Questa mattina ha avuto luogo la visita in Arcivescovado del Patriarca della Chiesa copto-ortodossa, Tawadros II. Il Papa di Alessandria, Patriarca della Sede di San Marco e Capo della Predicazione di San Marco e di tutta l’Africa, ha rivolto all’Arcivescovo, cardinale Angelo Scola, parole di amicizia e ringraziamento.

«Davvero le relazioni tra la Chiesa cattolica e la nostra sono di lunga data», ha sottolineato Tawadros II, ricordando che 40 anni fa, nel 1973, avvenne lo storico incontro tra Paolo VI e Shenuda III, suo predecessore alla guida della Chiesa copta d’Egitto. «Oggi, Eminenza, il suo cuore e il suo abbraccio aperto ci uniscono, anche per il servizio che Ella svolge per la nostra comunità qui a Milano» ha continuato il Patriarca. «Chiediamo una preghiera sincera e calda per l’Egitto, per i cristiani che vivono in quel Paese e per tutte le Chiese», ha concluso Tawadros II.

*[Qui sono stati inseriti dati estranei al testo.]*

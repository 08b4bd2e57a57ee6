//! CAS login tests against a mock CAS server and warehouse.

use whtools_core::error::{AuthFailure, AuthStage};
use whtools_core::{Credentials, ServiceUrl};
use whtools_net::{CasClient, TlsSettings};
use wiremock::matchers::{body_string_contains, method, path, query_param};
use wiremock::{Mock, MockServer, ResponseTemplate};

const TICKETS: &str = "/cas/v1/tickets";

fn cas_client(server: &MockServer) -> CasClient {
    let url = ServiceUrl::new(format!("{}{}", server.uri(), TICKETS)).unwrap();
    CasClient::new(url, TlsSettings::system_default())
}

fn service_url(server: &MockServer) -> ServiceUrl {
    ServiceUrl::new(format!("{}/whtools", server.uri())).unwrap()
}

fn tgt_body(server: &MockServer, id: &str) -> String {
    format!(
        r#"<!DOCTYPE HTML PUBLIC "-//IETF//DTD HTML 2.0//EN"><html><head><title>201 Created</title></head><body><h1>TGT Created</h1><form action="{}{}/{}" method="POST">Service:<input type="text" name="service" value=""><br><input type="submit" value="Submit"></form></body></html>"#,
        server.uri(),
        TICKETS,
        id
    )
}

async fn mount_tgt(server: &MockServer) {
    Mock::given(method("POST"))
        .and(path(TICKETS))
        .and(body_string_contains("username=alice"))
        .and(body_string_contains("password=s3cret"))
        .respond_with(ResponseTemplate::new(201).set_body_string(tgt_body(server, "TGT-1-abc")))
        .expect(1)
        .mount(server)
        .await;
}

async fn mount_st(server: &MockServer) {
    Mock::given(method("POST"))
        .and(path(format!("{}/TGT-1-abc", TICKETS)))
        .and(body_string_contains("service=http%3A%2F%2F127.0.0.1"))
        .respond_with(ResponseTemplate::new(200).set_body_string("ST-9-xyz"))
        .expect(1)
        .mount(server)
        .await;
}

fn credentials() -> Credentials {
    Credentials::new("alice", "s3cret")
}

#[tokio::test]
async fn test_login_returns_session_cookie_on_404() {
    let server = MockServer::start().await;
    mount_tgt(&server).await;
    mount_st(&server).await;

    Mock::given(method("GET"))
        .and(path("/whtools"))
        .and(query_param("ticket", "ST-9-xyz"))
        .respond_with(ResponseTemplate::new(404).insert_header("Set-Cookie", "JSESSIONID=xyz; Path=/"))
        .expect(1)
        .mount(&server)
        .await;

    let session = cas_client(&server)
        .login(&credentials(), &service_url(&server))
        .await
        .unwrap();

    assert_eq!(session.as_str(), "xyz");
}

#[tokio::test]
async fn test_login_returns_session_cookie_on_200() {
    let server = MockServer::start().await;
    mount_tgt(&server).await;
    mount_st(&server).await;

    Mock::given(method("GET"))
        .and(path("/whtools"))
        .and(query_param("ticket", "ST-9-xyz"))
        .respond_with(
            ResponseTemplate::new(200)
                .insert_header("Set-Cookie", "JSESSIONID=0A1B2C; Path=/whtools; HttpOnly"),
        )
        .mount(&server)
        .await;

    let session = cas_client(&server)
        .login(&credentials(), &service_url(&server))
        .await
        .unwrap();

    assert_eq!(session.as_str(), "0A1B2C");
    assert_eq!(session.cookie_header(), "JSESSIONID=0A1B2C");
}

#[tokio::test]
async fn test_login_finds_cookie_scoped_to_another_path() {
    let server = MockServer::start().await;
    mount_tgt(&server).await;
    mount_st(&server).await;

    Mock::given(method("GET"))
        .and(path("/whtools"))
        .respond_with(
            ResponseTemplate::new(404).insert_header("Set-Cookie", "JSESSIONID=xyz; Path=/whtools/"),
        )
        .mount(&server)
        .await;

    let session = cas_client(&server)
        .login(&credentials(), &service_url(&server))
        .await
        .unwrap();

    assert_eq!(session.as_str(), "xyz");
}

#[tokio::test]
async fn test_service_ticket_body_is_used_verbatim() {
    let server = MockServer::start().await;
    mount_tgt(&server).await;

    Mock::given(method("POST"))
        .and(path(format!("{}/TGT-1-abc", TICKETS)))
        .respond_with(ResponseTemplate::new(200).set_body_string("ST-9-xyz\n"))
        .mount(&server)
        .await;

    Mock::given(method("GET"))
        .and(path("/whtools"))
        .and(query_param("ticket", "ST-9-xyz\n"))
        .respond_with(ResponseTemplate::new(200).insert_header("Set-Cookie", "JSESSIONID=raw"))
        .expect(1)
        .mount(&server)
        .await;

    let session = cas_client(&server)
        .login(&credentials(), &service_url(&server))
        .await
        .unwrap();

    assert_eq!(session.as_str(), "raw");
}

#[tokio::test]
async fn test_login_without_cookie_yields_empty_session() {
    let server = MockServer::start().await;
    mount_tgt(&server).await;
    mount_st(&server).await;

    Mock::given(method("GET"))
        .and(path("/whtools"))
        .respond_with(ResponseTemplate::new(200).insert_header("Set-Cookie", "other=1; Path=/"))
        .mount(&server)
        .await;

    let session = cas_client(&server)
        .login(&credentials(), &service_url(&server))
        .await
        .unwrap();

    assert!(session.is_empty());
}

#[tokio::test]
async fn test_bad_credentials_fail_first_step() {
    let server = MockServer::start().await;

    Mock::given(method("POST"))
        .and(path(TICKETS))
        .respond_with(ResponseTemplate::new(401).set_body_string("bad credentials"))
        .mount(&server)
        .await;

    // Later steps must never run.
    Mock::given(method("GET"))
        .respond_with(ResponseTemplate::new(200))
        .expect(0)
        .mount(&server)
        .await;

    let err = cas_client(&server)
        .login(&credentials(), &service_url(&server))
        .await
        .unwrap_err();

    assert_eq!(err.stage, AuthStage::TicketGrantingTicket);
    assert_eq!(err.status(), Some(401));
    assert!(err.to_string().contains("bad credentials"));
}

#[tokio::test]
async fn test_ok_instead_of_created_is_a_failure() {
    let server = MockServer::start().await;

    Mock::given(method("POST"))
        .and(path(TICKETS))
        .respond_with(ResponseTemplate::new(200).set_body_string(tgt_body(&server, "TGT-1-abc")))
        .mount(&server)
        .await;

    let err = cas_client(&server)
        .login(&credentials(), &service_url(&server))
        .await
        .unwrap_err();

    assert_eq!(err.stage, AuthStage::TicketGrantingTicket);
    assert_eq!(err.status(), Some(200));
}

#[tokio::test]
async fn test_created_without_ticket_is_reported() {
    let server = MockServer::start().await;

    Mock::given(method("POST"))
        .and(path(TICKETS))
        .respond_with(ResponseTemplate::new(201).set_body_string("<html>created</html>"))
        .mount(&server)
        .await;

    let err = cas_client(&server)
        .login(&credentials(), &service_url(&server))
        .await
        .unwrap_err();

    assert_eq!(err.stage, AuthStage::TicketGrantingTicket);
    assert!(matches!(err.reason, AuthFailure::TicketNotFound { .. }));
}

#[tokio::test]
async fn test_service_ticket_rejection_carries_status_and_body() {
    let server = MockServer::start().await;
    mount_tgt(&server).await;

    Mock::given(method("POST"))
        .and(path(format!("{}/TGT-1-abc", TICKETS)))
        .respond_with(ResponseTemplate::new(400).set_body_string("TGT expired"))
        .mount(&server)
        .await;

    let err = cas_client(&server)
        .login(&credentials(), &service_url(&server))
        .await
        .unwrap_err();

    assert_eq!(err.stage, AuthStage::ServiceTicket);
    assert_eq!(err.status(), Some(400));
    let msg = err.to_string();
    assert!(msg.contains("getServiceTicket"));
    assert!(msg.contains("TGT expired"));
}

#[tokio::test]
async fn test_redeem_rejection_fails_third_step() {
    let server = MockServer::start().await;
    mount_tgt(&server).await;
    mount_st(&server).await;

    Mock::given(method("GET"))
        .and(path("/whtools"))
        .respond_with(ResponseTemplate::new(403).set_body_string("ticket not valid"))
        .mount(&server)
        .await;

    let err = cas_client(&server)
        .login(&credentials(), &service_url(&server))
        .await
        .unwrap_err();

    assert_eq!(err.stage, AuthStage::SessionRedeem);
    assert_eq!(err.status(), Some(403));
}

#[tokio::test]
async fn test_unreachable_cas_is_a_transport_failure() {
    let port = {
        let listener = std::net::TcpListener::bind("127.0.0.1:0").unwrap();
        listener.local_addr().unwrap().port()
    };
    let cas = ServiceUrl::new(format!("http://127.0.0.1:{}{}", port, TICKETS)).unwrap();
    let service = ServiceUrl::new(format!("http://127.0.0.1:{}/whtools", port)).unwrap();
    let client = CasClient::new(cas, TlsSettings::system_default());

    let err = client.login(&credentials(), &service).await.unwrap_err();

    assert_eq!(err.stage, AuthStage::TicketGrantingTicket);
    assert!(matches!(err.reason, AuthFailure::Transport { .. }));
    assert_eq!(err.status(), None);
}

Ricordando i rapporti avuti con la Chiesa copta ortodossa come Patriarca di Venezia e presidente della Fondazione Oasis, l’Arcivescovo ha sottolineato che «la Chiesa di Milano intende approfondire il legame di comunione che per la potenza dello Spirito si rinnova tra i fedeli della gloriosa Chiesa copta ortodossa e quelli della Chiesa ambrosiana». E assicurando di vivere «nella preghiera e nell’affetto di comunione le dolorosissime prove a cui la Chiesa copta è sottoposta in Egitto», il cardinale Scola ha concluso: «Intendiamo custodire e far crescere nell’abbraccio cristiano la comunione fra noi. Lieti di poter condividere i vostri bisogni vorremmo, Santità, imparare di più dalla vostra esperienza di vita eremitica e ascetica».

Accompagnato da una delegazione di otto personalità, Sua Santità Tawadros II ha ricevuto in dono dal Cardinale il nuovo Evangeliario Ambrosiano, mentre alla delegazione ambrosiana ha a sua volta offerto alcune icone. Infine la firma sul Libro d’Onore, dove nella pagina appena successiva a quella firmata lo scorso anno da Benedetto XVI, nei giorni dell’Incontro Mondiale della Famiglie, il Patriarca ha scritto: «Love never fails» («L’amore non sbaglia mai»).